* [Problem requirements]: Each record must be output exactly and in full.

* [Records for this exercise]:
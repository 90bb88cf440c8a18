use ec_core::CoreError;
use ec_core::events::EventStream;

use crate::error::ScoreError;

/// Signal et événements d'une phase expérimentale.
///
/// Both are re-indexed so the phase start marker is sample 0.
#[derive(Clone, Debug)]
pub struct Phase {
    pub signal: Vec<f64>,
    pub events: EventStream,
}

/// Cut the phase delimited by the first `start_code` and the first
/// `stop_code` out of a whole-session recording.
///
/// # Errors
/// Returns [`CoreError::MissingMarker`] if either code is absent, and
/// [`ScoreError::EmptyPhase`] if the stop marker does not follow the start.
///
/// # Example
/// ```
/// use ec_core::events::{Event, EventStream};
/// use ec_score::extract_phase;
///
/// let events = EventStream::from(vec![Event::new(2, 13), Event::new(4, 1), Event::new(7, 14)]);
/// let signal: Vec<f64> = (0..10).map(f64::from).collect();
/// let phase = extract_phase(&signal, &events, 13, 14).unwrap();
/// assert_eq!(phase.signal, vec![2.0, 3.0, 4.0, 5.0, 6.0]);
/// assert_eq!(phase.events.samples_for_code(1), vec![2]);
/// ```
pub fn extract_phase(
    signal: &[f64],
    events: &EventStream,
    start_code: u8,
    stop_code: u8,
) -> Result<Phase, ScoreError> {
    let start = events
        .first_sample_for_code(start_code)
        .ok_or(CoreError::MissingMarker { code: start_code })?;
    let stop = events
        .first_sample_for_code(stop_code)
        .ok_or(CoreError::MissingMarker { code: stop_code })?;
    if stop <= start {
        return Err(ScoreError::EmptyPhase { start, stop });
    }

    let end = stop.min(signal.len());
    if end < stop {
        log::warn!(
            "Phase {start_code}→{stop_code} tronquée : signal de {} échantillons, fin à {stop}",
            signal.len()
        );
    }
    let signal = signal.get(start..end).map(<[f64]>::to_vec).unwrap_or_default();
    let events = EventStream::from_slice(&events.events_between_codes(start_code, stop_code), true);

    Ok(Phase { signal, events })
}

* [Result for this exercise]:
repository 90bb88cf440c8a18
use ec_core::CoreError;
use ec_core::events::EventStream;

use crate::error::ScoreError;

/// Signal et événements d'une phase expérimentale.
///
/// Both are re-indexed so the phase start marker is sample 0.
#[derive(Clone, Debug)]
pub struct Phase {
    pub signal: Vec<f64>,
    pub events: EventStream,
}

/// Cut the phase delimited by the first `start_code` and the first
/// `stop_code` out of a whole-session recording.
///
/// # Errors
/// Returns [`CoreError::MissingMarker`] if either code is absent, and
/// [`ScoreError::EmptyPhase`] if the stop marker does not follow the start.
///
/// # Example
/// ```
/// use ec_core::events::{Event, EventStream};
/// use ec_score::extract_phase;
///
/// let events = EventStream::from(vec![Event::new(2, 13), Event::new(4, 1), Event::new(7, 14)]);
/// let signal: Vec<f64> = (0..10).map(f64::from).collect();
/// let phase = extract_phase(&signal, &events, 13, 14).unwrap();
/// assert_eq!(phase.signal, vec![2.0, 3.0, 4.0, 5.0, 6.0]);
/// assert_eq!(phase.events.samples_for_code(1), vec![2]);
/// ```
pub fn extract_phase(
    signal: &[f64],
    events: &EventStream,
    start_code: u8,
    stop_code: u8,
) -> Result<Phase, ScoreError> {
    let start = events
        .first_sample_for_code(start_code)
        .ok_or(CoreError::MissingMarker { code: start_code })?;
    let stop = events
        .first_sample_for_code(stop_code)
        .ok_or(CoreError::MissingMarker { code: stop_code })?;
    if stop <= start {
        return Err(ScoreError::EmptyPhase { start, stop });
    }

    let end = stop.min(signal.len());
    if end < stop {
        log::warn!(
            "Phase {start_code}→{stop_code} tronquée : signal de {} échantillons, fin à {stop}",
            signal.len()
        );
    }
    let signal = signal.get(start..end).map(<[f64]>::to_vec).unwrap_or_default();
    let events = EventStream::from_slice(&events.events_between_codes(start_code, stop_code), true);

    Ok(Phase { signal, events })
}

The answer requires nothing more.